Inconsistencies in the definition of derivative of a polynomial over a field

  • First Issues

If $F$ is a field, we always identify the natural number $n$ with the element $$1+1+..+1 \in F$$ This definition can be extended easily to $\mathbb Z$.

So, to answer the question $$D(x^2)=(1+1)x=x+x$$

  • Second issue

First, $2x^2+x \neq 0$ when $x=2$.

Also, you are making a very common mistake here. Even if the corresponding functions would be the same, the polynomials $2x^2+x$ and $0$ would still be different polynomials over $\mathbb Z_3$, and hence their derivatives would not need be equal.

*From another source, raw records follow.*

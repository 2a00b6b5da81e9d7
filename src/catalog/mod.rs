//! Model Catalog
//!
//! The named model types of the Resource Manager API. Type definitions live
//! in JSON files embedded at compile time, so endpoint types can be added
//! without code changes; additional files can be loaded at runtime.
//!
//! Every catalog type descends from `BaseModel`, which excludes `tags` from
//! promotion and derives `resource_group` and `subscription_id` from `id`.
//!
//! # Definition format
//!
//! ```json
//! {
//!   "types": {
//!     "Network::Subnet": {
//!       "parent": "Network::VirtualNetwork",
//!       "exclude": ["properties#routeTable"],
//!       "derived": { "virtual_network": { "source": "id", "pattern": "(?i)virtualnetworks/([^/]+)" } },
//!       "hash_attrs": { "address_prefix": ["properties", "addressPrefix"] }
//!     }
//!   }
//! }
//! ```
//!
//! Parents must be defined before their children.

mod storage;

pub use storage::StorageAccountKey;

use crate::model::{DerivedAttr, HashPath, ModelError, ModelType, ShapePolicy};
use indexmap::IndexMap;
use regex::Regex;
use serde::Deserialize;
use std::sync::{Arc, OnceLock};

/// Root of every catalog hierarchy
pub const BASE_MODEL: &str = "BaseModel";

/// Embedded catalog files (compiled into the binary)
const CATALOG_FILES: &[&str] = &[
    include_str!("common.json"),
    include_str!("compute.json"),
    include_str!("network.json"),
    include_str!("storage.json"),
    include_str!("insights.json"),
];

/// Raw key path of a hash attribute: a single key or a list of keys
#[derive(Debug, Clone, Deserialize)]
#[serde(untagged)]
pub enum KeyPath {
    One(String),
    Many(Vec<String>),
}

impl KeyPath {
    fn into_keys(self) -> Vec<String> {
        match self {
            KeyPath::One(key) => vec![key],
            KeyPath::Many(keys) => keys,
        }
    }
}

/// Derived attribute definition from JSON
#[derive(Debug, Clone, Deserialize)]
pub struct DerivedDef {
    /// Raw key of the source field
    pub source: String,
    /// Regex whose first capture group is the value
    pub pattern: String,
}

/// Type definition from JSON
#[derive(Debug, Clone, Default, Deserialize)]
pub struct TypeDef {
    /// Defaults to `BaseModel`
    #[serde(default)]
    pub parent: Option<String>,
    #[serde(default)]
    pub exclude: Vec<String>,
    #[serde(default)]
    pub lenient: Option<bool>,
    #[serde(default)]
    pub shape_policy: Option<ShapePolicy>,
    #[serde(default)]
    pub derived: IndexMap<String, DerivedDef>,
    #[serde(default)]
    pub hash_attrs: IndexMap<String, KeyPath>,
}

/// Root structure of catalog/*.json
#[derive(Debug, Clone, Deserialize)]
pub struct CatalogFile {
    #[serde(default)]
    pub types: IndexMap<String, TypeDef>,
}

/// A set of named model types
#[derive(Debug)]
pub struct Catalog {
    types: IndexMap<String, Arc<ModelType>>,
}

/// Global catalog loaded from the embedded definitions
static CATALOG: OnceLock<Catalog> = OnceLock::new();

impl Catalog {
    /// A catalog holding only `BaseModel`
    pub fn new() -> Self {
        let base = ModelType::builder(BASE_MODEL)
            .exclude(["tags"])
            .derive(DerivedAttr::resource_group())
            .derive(DerivedAttr::subscription_id())
            .build();

        let mut types = IndexMap::new();
        types.insert(BASE_MODEL.to_string(), base);
        Self { types }
    }

    /// A fresh catalog with every embedded definition loaded
    pub fn embedded() -> Result<Self, ModelError> {
        let mut catalog = Self::new();
        for content in CATALOG_FILES {
            catalog.load_str(content)?;
        }
        Ok(catalog)
    }

    /// The process-wide catalog (loads the embedded definitions on first access)
    pub fn global() -> &'static Catalog {
        CATALOG.get_or_init(|| {
            Self::embedded()
                .unwrap_or_else(|e| panic!("Failed to load embedded model catalog: {}", e))
        })
    }

    /// Load definitions from JSON text, returning how many types were added
    ///
    /// The file is applied as a whole: if any definition fails, none of its
    /// types are added.
    pub fn load_str(&mut self, content: &str) -> Result<usize, ModelError> {
        let file: CatalogFile = serde_json::from_str(content)?;

        let mut staged = IndexMap::with_capacity(file.types.len());
        for (name, def) in file.types {
            let ty = self.build_type(&staged, &name, def)?;
            staged.insert(name, ty);
        }

        let count = staged.len();
        self.types.extend(staged);
        Ok(count)
    }

    /// Define one type
    pub fn define(&mut self, name: &str, def: TypeDef) -> Result<Arc<ModelType>, ModelError> {
        let ty = self.build_type(&IndexMap::new(), name, def)?;
        self.types.insert(name.to_string(), Arc::clone(&ty));
        Ok(ty)
    }

    /// Build a type against this catalog plus `staged` definitions not yet
    /// committed
    fn build_type(
        &self,
        staged: &IndexMap<String, Arc<ModelType>>,
        name: &str,
        def: TypeDef,
    ) -> Result<Arc<ModelType>, ModelError> {
        if self.types.contains_key(name) || staged.contains_key(name) {
            return Err(ModelError::catalog(format!("duplicate model type {}", name)));
        }

        let parent_name = def.parent.as_deref().unwrap_or(BASE_MODEL);
        let Some(parent) = staged
            .get(parent_name)
            .or_else(|| self.types.get(parent_name))
        else {
            return Err(ModelError::catalog(format!(
                "{} extends unknown type {}",
                name, parent_name
            )));
        };

        let mut builder = ModelType::builder(name).extends(parent).exclude(def.exclude);
        if let Some(lenient) = def.lenient {
            builder = builder.lenient(lenient);
        }
        if let Some(policy) = def.shape_policy {
            builder = builder.shape_policy(policy);
        }
        for (attr, derived) in def.derived {
            let pattern = Regex::new(&derived.pattern).map_err(|e| {
                ModelError::catalog(format!("{}.{}: invalid pattern: {}", name, attr, e))
            })?;
            builder = builder.derive(DerivedAttr::pattern(attr, derived.source, pattern));
        }
        for (attr, path) in def.hash_attrs {
            builder = builder.hash_path(HashPath::new(attr, path.into_keys()));
        }

        tracing::debug!("Defined model type {} extends {}", name, parent_name);
        Ok(builder.build())
    }

    /// Get a type by name
    pub fn get(&self, name: &str) -> Option<&Arc<ModelType>> {
        self.types.get(name)
    }

    /// Get a type by name, failing for unknown names
    pub fn require(&self, name: &str) -> Result<&Arc<ModelType>, ModelError> {
        self.get(name)
            .ok_or_else(|| ModelError::catalog(format!("unknown model type {}", name)))
    }

    pub fn base(&self) -> &Arc<ModelType> {
        &self.types[BASE_MODEL]
    }

    /// All type names, in definition order
    pub fn names(&self) -> Vec<&str> {
        self.types.keys().map(String::as_str).collect()
    }

    pub fn len(&self) -> usize {
        self.types.len()
    }

    pub fn is_empty(&self) -> bool {
        self.types.is_empty()
    }
}

impl Default for Catalog {
    fn default() -> Self {
        Self::new()
    }
}
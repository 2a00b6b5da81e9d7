mod config;

use anyhow::{Context, Result};
use armrest_model::{Model, ModelType, ShapePolicy};
use clap::{Parser, ValueEnum};
use config::Config;
use serde_json::Value;
use std::io::Read;
use std::path::PathBuf;
use std::sync::Arc;
use tracing::Level;
use tracing_subscriber::fmt::writer::MakeWriterExt;

/// Map a Resource Manager JSON payload and print the normalized model
#[derive(Parser, Debug)]
#[command(name = "armrest-inspect", version, about, long_about = None)]
struct Args {
    /// JSON payload file (reads stdin when omitted)
    file: Option<PathBuf>,

    /// Model type to map the payload with
    #[arg(short, long)]
    model: Option<String>,

    /// Additional catalog files with model type definitions
    #[arg(short, long)]
    catalog: Vec<PathBuf>,

    /// Treat the payload as a list response
    #[arg(short, long)]
    list: bool,

    /// Widen nested types when payloads differ in shape instead of failing
    #[arg(long)]
    extend_shapes: bool,

    /// Print the known model types and exit
    #[arg(long)]
    types: bool,

    /// Remember --model as the default for later runs
    #[arg(long, requires = "model")]
    save_default: bool,

    /// Log level for debugging
    #[arg(long, value_enum, default_value = "off")]
    log_level: LogLevel,
}

#[derive(Debug, Clone, Copy, ValueEnum)]
enum LogLevel {
    Off,
    Error,
    Warn,
    Info,
    Debug,
    Trace,
}

impl LogLevel {
    fn to_tracing_level(self) -> Option<Level> {
        match self {
            LogLevel::Off => None,
            LogLevel::Error => Some(Level::ERROR),
            LogLevel::Warn => Some(Level::WARN),
            LogLevel::Info => Some(Level::INFO),
            LogLevel::Debug => Some(Level::DEBUG),
            LogLevel::Trace => Some(Level::TRACE),
        }
    }
}

fn setup_logging(level: LogLevel) -> Result<Option<tracing_appender::non_blocking::WorkerGuard>> {
    let Some(tracing_level) = level.to_tracing_level() else {
        return Ok(None);
    };

    let log_path = get_log_path();

    if let Some(parent) = log_path.parent() {
        let _ = std::fs::create_dir_all(parent);
    }

    let file = std::fs::OpenOptions::new()
        .create(true)
        .append(true)
        .open(&log_path)
        .with_context(|| format!("Failed to open log file {:?}", log_path))?;

    let (non_blocking, guard) = tracing_appender::non_blocking(file);

    tracing_subscriber::fmt()
        .with_max_level(tracing_level)
        .with_writer(non_blocking.with_max_level(tracing_level))
        .with_ansi(false)
        .with_target(true)
        .with_thread_ids(false)
        .with_file(true)
        .with_line_number(true)
        .init();

    tracing::info!("armrest-inspect started with log level: {:?}", level);
    tracing::info!("Log file: {:?}", log_path);

    Ok(Some(guard))
}

fn get_log_path() -> PathBuf {
    if let Some(config_dir) = dirs::config_dir() {
        return config_dir.join("armrest-model").join("armrest-inspect.log");
    }
    if let Some(home) = dirs::home_dir() {
        return home.join(".armrest-model").join("armrest-inspect.log");
    }
    PathBuf::from("armrest-inspect.log")
}

fn main() -> Result<()> {
    let args = Args::parse();

    let _log_guard = setup_logging(args.log_level)?;

    let mut config = Config::load();
    let catalog = config.load_catalog(&args.catalog)?;

    if args.types {
        for name in catalog.names() {
            println!("{}", name);
        }
        return Ok(());
    }

    let model_name = config.effective_model(args.model.as_deref());
    let ty = catalog.require(&model_name)?;
    let ty = if args.extend_shapes {
        ModelType::builder(model_name.as_str())
            .extends(ty)
            .shape_policy(ShapePolicy::Extend)
            .build()
    } else {
        Arc::clone(ty)
    };

    if args.save_default {
        config
            .set_default_model(&model_name)
            .context("Failed to save config")?;
    }

    let payload = read_payload(args.file.as_deref())?;
    tracing::info!("Mapping payload as {}", model_name);

    if args.list {
        let models = Model::collection(&ty, payload)
            .with_context(|| format!("Failed to map list of {}", model_name))?;
        for model in &models {
            print_model(&ty, model);
        }
        tracing::info!("Mapped {} models", models.len());
    } else {
        let model = Model::new(&ty, payload)
            .with_context(|| format!("Failed to map payload as {}", model_name))?;
        print_model(&ty, &model);
    }

    Ok(())
}

fn read_payload(file: Option<&std::path::Path>) -> Result<Value> {
    let content = match file {
        Some(path) => std::fs::read_to_string(path)
            .with_context(|| format!("Failed to read {:?}", path))?,
        None => {
            let mut buffer = String::new();
            std::io::stdin()
                .read_to_string(&mut buffer)
                .context("Failed to read stdin")?;
            buffer
        }
    };

    serde_json::from_str(&content).context("Failed to parse payload JSON")
}

fn print_model(ty: &Arc<ModelType>, model: &Model) {
    println!("{:#}", model);

    for attr in ty.derived_attrs() {
        let value = model.derived(attr.name()).unwrap_or("-");
        println!("{}: {}", attr.name(), value);
    }
    for path in ty.hash_paths() {
        let value = model
            .hash_attr(&path.name)
            .map(Value::to_string)
            .unwrap_or_else(|| "-".to_string());
        println!("{}: {}", path.name, value);
    }

    tracing::debug!("Nested types under {}: {:?}", ty.name(), ty.nested_type_names());
}
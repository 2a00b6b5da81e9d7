//! Model Errors
//!
//! Errors raised by the mapping engine. Malformed nesting, failed pattern
//! extraction and key collisions are absorbed where they happen and never
//! show up here.

use thiserror::Error;

/// Errors surfaced to callers of the mapping engine
#[derive(Error, Debug)]
pub enum ModelError {
    /// A read targeted a field the type has no accessor for
    #[error("Unknown field '{field}' on {type_name}")]
    UnknownField { type_name: String, field: String },

    /// A reused nested type has no accessor for some fields of a new payload
    #[error("Payload for {type_name} has fields without accessors: {}", .fields.join(", "))]
    ShapeMismatch {
        type_name: String,
        fields: Vec<String>,
    },

    /// A model was constructed from something other than a JSON object
    #[error("Cannot build {type_name} from a JSON {found}")]
    NotAnObject {
        type_name: String,
        found: &'static str,
    },

    /// A list response was neither an array nor an object with a `value` array
    #[error("Cannot build a list of {type_name} from a JSON {found}")]
    NotACollection {
        type_name: String,
        found: &'static str,
    },

    /// Invalid type definition in a catalog
    #[error("Invalid catalog: {0}")]
    Catalog(String),

    /// Payload text was not valid JSON
    #[error("Failed to parse JSON payload: {0}")]
    Json(#[from] serde_json::Error),

    /// Failed to read a response from the transport layer
    #[error("Failed to read response: {0}")]
    Http(#[from] reqwest::Error),
}

impl ModelError {
    /// Creates an `UnknownField` error.
    pub fn unknown_field(type_name: &str, field: impl Into<String>) -> Self {
        Self::UnknownField {
            type_name: type_name.to_string(),
            field: field.into(),
        }
    }

    /// Creates a `Catalog` error.
    pub fn catalog(message: impl Into<String>) -> Self {
        Self::Catalog(message.into())
    }
}

/// Name of a JSON value's kind, for error messages
pub(crate) fn json_kind(value: &serde_json::Value) -> &'static str {
    match value {
        serde_json::Value::Null => "null",
        serde_json::Value::Bool(_) => "boolean",
        serde_json::Value::Number(_) => "number",
        serde_json::Value::String(_) => "string",
        serde_json::Value::Array(_) => "array",
        serde_json::Value::Object(_) => "object",
    }
}

#[cfg(test)]
mod tests {
    use super::*;
    use serde_json::json;

    #[test]
    fn test_shape_mismatch_lists_fields() {
        let err = ModelError::ShapeMismatch {
            type_name: "VirtualMachine::Properties".to_string(),
            fields: vec!["b".to_string(), "c".to_string()],
        };
        assert_eq!(
            err.to_string(),
            "Payload for VirtualMachine::Properties has fields without accessors: b, c"
        );
    }

    #[test]
    fn test_json_kind() {
        assert_eq!(json_kind(&json!([1])), "array");
        assert_eq!(json_kind(&json!("x")), "string");
        assert_eq!(json_kind(&json!(null)), "null");
    }
}
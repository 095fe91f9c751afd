//! In-process MCP servers for integration tests.

#![allow(dead_code)]

use std::sync::Arc;

use mcp_multiserver_chat::llm::{LlmSettings, Provider, RetryConfig};
use rmcp::{
    ErrorData, RoleServer, ServerHandler, ServiceExt,
    model::{
        CallToolRequestParam, CallToolResult, Content, ListToolsResult, PaginatedRequestParam,
        ServerCapabilities, ServerInfo, Tool,
    },
    service::RequestContext,
};
use tokio::io::DuplexStream;

/// Serves a fixed tool list. `echo` returns its `text` argument, `fail`
/// returns an error result, every other tool replies with its own name.
#[derive(Debug, Clone)]
pub struct FakeServer {
    tools: Vec<&'static str>,
}

impl FakeServer {
    pub fn new(tools: &[&'static str]) -> Self {
        Self {
            tools: tools.to_vec(),
        }
    }
}

fn schema() -> Arc<serde_json::Map<String, serde_json::Value>> {
    let value = serde_json::json!({
        "type": "object",
        "properties": { "text": { "type": "string" } }
    });
    match value {
        serde_json::Value::Object(map) => Arc::new(map),
        _ => unreachable!(),
    }
}

impl ServerHandler for FakeServer {
    fn get_info(&self) -> ServerInfo {
        ServerInfo {
            capabilities: ServerCapabilities::builder().enable_tools().build(),
            ..Default::default()
        }
    }

    async fn list_tools(
        &self,
        _request: Option<PaginatedRequestParam>,
        _context: RequestContext<RoleServer>,
    ) -> Result<ListToolsResult, ErrorData> {
        let tools = self
            .tools
            .iter()
            .map(|name| Tool::new(*name, format!("fake {name} tool"), schema()))
            .collect();
        Ok(ListToolsResult::with_all_items(tools))
    }

    async fn call_tool(
        &self,
        request: CallToolRequestParam,
        _context: RequestContext<RoleServer>,
    ) -> Result<CallToolResult, ErrorData> {
        match request.name.as_ref() {
            "echo" => {
                let text = request
                    .arguments
                    .as_ref()
                    .and_then(|args| args.get("text"))
                    .and_then(serde_json::Value::as_str)
                    .unwrap_or_default()
                    .to_string();
                Ok(CallToolResult::success(vec![Content::text(text)]))
            }
            "fail" => Ok(CallToolResult::error(vec![Content::text("boom")])),
            other => Ok(CallToolResult::success(vec![Content::text(other.to_string())])),
        }
    }
}

/// Start `server` on one end of an in-memory pipe and return the other end.
pub fn spawn_server(server: FakeServer) -> DuplexStream {
    let (client_io, server_io) = tokio::io::duplex(64 * 1024);
    tokio::spawn(async move {
        if let Ok(running) = server.serve(server_io).await {
            let _ = running.waiting().await;
        }
    });
    client_io
}

pub fn test_settings(base_url: &str) -> LlmSettings {
    LlmSettings {
        base_url: base_url.to_string(),
        api_key: Some("test-key".to_string()),
        model: "test-model".to_string(),
        temperature: 0.0,
        provider: Provider::detect_from_url(base_url),
        retry: RetryConfig {
            max_retries: 2,
            initial_delay_ms: 1,
            max_delay_ms: 5,
            backoff_factor: 2.0,
        },
        max_tool_iterations: 5,
    }
}
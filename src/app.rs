//! Startup sequence: server config, connections, agent, query loop, teardown.

use std::io::Write;

use tokio::io::AsyncBufRead;

use crate::llm::ChatAgent;
use crate::mcp::config::{ConfigError, ConfigSource, McpConfig, load_mcp_config};
use crate::mcp::{ToolDescriptor, ToolHub};
use crate::repl::{self, EXIT_KEYWORD};

/// How a session ended.
#[derive(Debug, Clone, Copy, PartialEq, Eq)]
pub enum SessionOutcome {
    /// The config named no servers; nothing was started.
    NoServers,
    /// No connected server contributed a tool; the agent was not built.
    NoTools,
    /// The query loop ran and ended normally.
    Finished {
        /// Queries answered before the loop ended.
        queries: usize,
    },
}

/// Load the server config, announcing the fallback path when no explicit
/// path was given.
pub fn load_server_config(source: &ConfigSource, out: &mut dyn Write) -> Result<McpConfig, ConfigError> {
    if let ConfigSource::Fallback(path) = source {
        let _ = writeln!(
            out,
            "Warning: config environment variable not set. Falling back to: {}",
            path.display()
        );
        tracing::warn!(path = %path.display(), "Using fallback server config path");
    }
    load_mcp_config(source.path())
}

/// Connect to every configured server, build the agent from the collected
/// tools, and run the query loop.
///
/// Every session opened here is closed, last first, before this returns,
/// including when the loop fails.
pub async fn run_session<F, R, W>(
    cfg: &McpConfig,
    build_agent: F,
    input: R,
    out: &mut W,
) -> anyhow::Result<SessionOutcome>
where
    F: FnOnce(Vec<ToolDescriptor>) -> Box<dyn ChatAgent>,
    R: AsyncBufRead + Unpin,
    W: Write,
{
    if cfg.is_empty() {
        writeln!(out, "No MCP servers found in the configuration.")?;
        return Ok(SessionOutcome::NoServers);
    }

    let mut hub = ToolHub::new();
    if let Err(e) = hub.connect_all(cfg, out).await {
        let (_, mut guards) = hub.into_parts();
        guards.close_all().await;
        return Err(e.into());
    }

    run_with_hub(hub, build_agent, input, out).await
}

/// Build the agent from the tools already collected in `hub` and run the
/// query loop.
///
/// The hub's sessions are closed, last first, before this returns, whether
/// the loop ends normally or with an error.
pub async fn run_with_hub<F, R, W>(
    hub: ToolHub,
    build_agent: F,
    input: R,
    out: &mut W,
) -> anyhow::Result<SessionOutcome>
where
    F: FnOnce(Vec<ToolDescriptor>) -> Box<dyn ChatAgent>,
    R: AsyncBufRead + Unpin,
    W: Write,
{
    let (tools, mut guards) = hub.into_parts();

    let result = serve(tools, guards.len(), build_agent, input, out).await;

    let closed = guards.close_all().await;
    tracing::info!(servers = ?closed, "MCP sessions closed");

    result
}

async fn serve<F, R, W>(
    tools: Vec<ToolDescriptor>,
    server_count: usize,
    build_agent: F,
    input: R,
    out: &mut W,
) -> anyhow::Result<SessionOutcome>
where
    F: FnOnce(Vec<ToolDescriptor>) -> Box<dyn ChatAgent>,
    R: AsyncBufRead + Unpin,
    W: Write,
{
    if tools.is_empty() {
        writeln!(out, "No tools loaded from any server. Exiting.")?;
        return Ok(SessionOutcome::NoTools);
    }

    tracing::info!(
        tool_count = tools.len(),
        server_count = server_count,
        "Building agent"
    );
    let agent = build_agent(tools);

    writeln!(out, "\nMCP Client Ready! Type '{EXIT_KEYWORD}' to exit.")?;
    let queries = repl::run(agent.as_ref(), input, out).await?;
    Ok(SessionOutcome::Finished { queries })
}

A polynomial is just an algebraic extension. Over infinite fields, polynomials correspond uniquely to a function, but over finite fields you cannot identify polynomials with their corresponding function, you have to think about them just as polynomials.


First of all, the formula you actually want is $$ D\left(\sum_{i = 0}^n a_i x^i\right) := \sum_{i = 1}^n i a_i x^{i - 1} $$ (you had $n$ in the index of the coefficients in the sum and $n$ instead of $i$ in the derivative). Now, to answer your questions:

First, we cannot assume that $F$ contains the natural numbers as a subset. For example, what is $D(x^2)$ if $F = \Bbb Z/(2)$?

Any commutative unital ring admits a unique map from $\Bbb Z$, determined by sending $1\mapsto 1$. So, if your field $F$ has characteristic $0$, $\Bbb Z$ can literally be thought of as a subset of $F$, via $n\mapsto\underbrace{1 + 1 + \dots + 1}_{n\textrm{ times}}$. If your field has characteristic $p$, then you may think of $\Bbb Z$ as mapping to the field, but the elements of $\Bbb Z$ become identified with their reductions modulo $p$. So if you wanted to be annoyingly precise, you could say let $\iota : \Bbb Z\to F$ be the unique ring homomorphism sending $1\mapsto 1$. Then $$ D\left(\sum_{i = 0}^n a_i x^i\right) := \sum_{i = 1}^n \iota(i) a_i x^{i - 1}. $$ So, $D(x^2) = \iota(2) x = 0$, since $2 \equiv 0\pmod{2}$, and the map $\Bbb Z\to\Bbb Z/(2)$ is reduction modulo $2$.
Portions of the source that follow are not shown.